En second lieu, en incluant la mise à disposition elle-même d’un moyen de transport individuel au bénéfice des membres du personnel de l’assujetti, la catégorie visée constitue indubitablement une désignation suffisamment précise des biens concernés par les dépenses litigieuses dans l’affaire au principal, qui, je le rappelle, concerne l’exclusion du droit à déduction de la TVA acquittée lors de l’achat de voitures par l’assujetti, affectées, pour partie, à l’usage privé des membres de son personnel.

68.

Quant aux catégories en cause dans l’affaire C-33/09, j’estime également que celle relative à la «fourniture de repas et de boissons au personnel de l’assujetti» ainsi que celle afférente à la «fourniture d’un logement au personnel de l’assujetti» répondent, à suffisance, aux exigences de l’article 11, paragraphe 4, de la deuxième directive.

69.

D’une part, et contrairement à ce qu’a suggéré la requérante au principal dans cette même affaire à propos de la catégorie relative à la fourniture de repas et de boissons, je ne pense pas que les biens ou services concernés par cette catégorie doivent être individualisés et/ou énumérés de manière exhaustive.
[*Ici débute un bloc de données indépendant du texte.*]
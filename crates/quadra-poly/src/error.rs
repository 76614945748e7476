//! Error types for polynomial operations.

use thiserror::Error;

/// Errors raised by `Poly2` operations.
#[derive(Clone, Debug, PartialEq, Eq, Error)]
pub enum PolyError {
    /// The right-hand operand of a checked operation was not a `Poly2` of
    /// the same coefficient type.
    #[error("type mismatch: expected {expected}, found {found}")]
    TypeMismatch {
        /// Type the operation accepts.
        expected: &'static str,
        /// Type that was supplied.
        found: &'static str,
    },

    /// The polynomial has no positional reading (it has no coefficients).
    #[error("invalid degree: cannot read a quadratic from {0} coefficients")]
    InvalidDegree(usize),

    /// The quadratic formula was applied with a zero leading coefficient.
    #[error("division by zero: leading coefficient is zero")]
    DivisionByZero,

    /// A coefficient has no real value, so real root finding is undefined.
    #[error("coefficient {0} is not real")]
    NonRealCoefficient(String),
}

/// Result alias for polynomial operations.
pub type PolyResult<T> = Result<T, PolyError>;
Eu égard aux renseignements fournis par la juridiction de renvoi, il est clair que sont compris dans cette catégorie les biens alimentaires ainsi que les biens et les services servant à la confection et à la préparation des repas et des boissons. Cette catégorie de biens ou de services me paraît dès lors suffisamment identifiable et définie, de manière implicite, en fonction de leur nature.

70.

En outre, j’observe que, dans son arrêt Danfoss et AstraZeneca, précité, la Cour n’a pas fait état de l’existence d’un obstacle de principe à ce que relève du champ d’application de la dérogation prévue à l’article 17, paragraphe 6, de la sixième directive l’exclusion du droit à déduction de la TVA grevant les achats et opérations assimilées portant sur «la nourriture du propriétaire et du personnel de l’entreprise».

71.

D’autre part, je souscris à l’appréciation effectuée par la juridiction de renvoi à propos de la catégorie relative à la «fourniture d’un logement au personnel de l’assujetti», laquelle comprend, ainsi que la juridiction de renvoi l’a indiqué, la mise à disposition d’un hébergement au profit des membres du personnel de l’employeur, en tant que telle, mais également les frais engendrés par le recours à des services d’agence ou de courtage permettant une telle mise à disposition. Il s’agit là encore, à mon sens, d’une catégorie définie à suffisance, de manière implicite, en référence à la nature des biens et des services concernés.

72.

En revanche, j’ai de forts doutes quant au caractère suffisamment défini des deux autres catégories litigieuses, à savoir celle se rapportant à «l’offre d’activités de détente au personnel de [l’assujetti]», prévue à l’article 1er, paragraphe 1, sous c), de l’arrêté royal de 1968, ainsi que celle afférant aux «cadeaux d’affaires ou autres cadeaux offerts à des personnes qui ne pourraient pas bénéficier de la déduction de la totalité ou de la majeure partie de la taxe qui leur est ou leur serait facturée», visée à l’article 1er, paragraphe 1, sous b), dudit arrêté royal.

73.

En effet, ces catégories sont définies en fonction de leur objet, à savoir leur finalité, sans que, de plus, la nature des biens ou des services concernés soit ou puisse être objectivement délimitée, même de manière générale. En particulier, contrairement à ce que le gouvernement néerlandais a défendu dans ses observations écrites, il n’existe aucun indice permettant de soutenir que la catégorie des cadeaux d’affaires serait limitée à des articles de luxe. Au contraire, cette allégation paraît démentie par l’article 1er, paragraphe 2, de l’arrêté royal de 1968, qui précise qu’il y a lieu d’entendre par «cadeaux d’affaires» ou «autres gratifications»«toutes les prestations fournies par l’entrepreneur dans le cadre de ses relations d’affaires ou par libéralité envers les autres».

74.

Eu égard aux considérations qui précèdent, j’estime que l’article 11, paragraphe 4, de la deuxième directive et l’article 17, paragraphe 6, de la sixième directive doivent être interprétés en ce sens qu’un État membre, qui a exercé la faculté offerte par ces articles d’exclure de la déduction les catégories de dépenses répondant à l’expression:

«fourniture d’un moyen de transport individuel au personnel de l’employeur»,

«fourniture de repas et de boissons au personnel de l’employeur»,

«fourniture d’un logement au personnel de l’employeur»,

a satisfait à la condition lui imposant de désigner une catégorie de biens et/ou de services de manière suffisamment définie, en référence, même implicitement, à la nature desdits biens et/ou services.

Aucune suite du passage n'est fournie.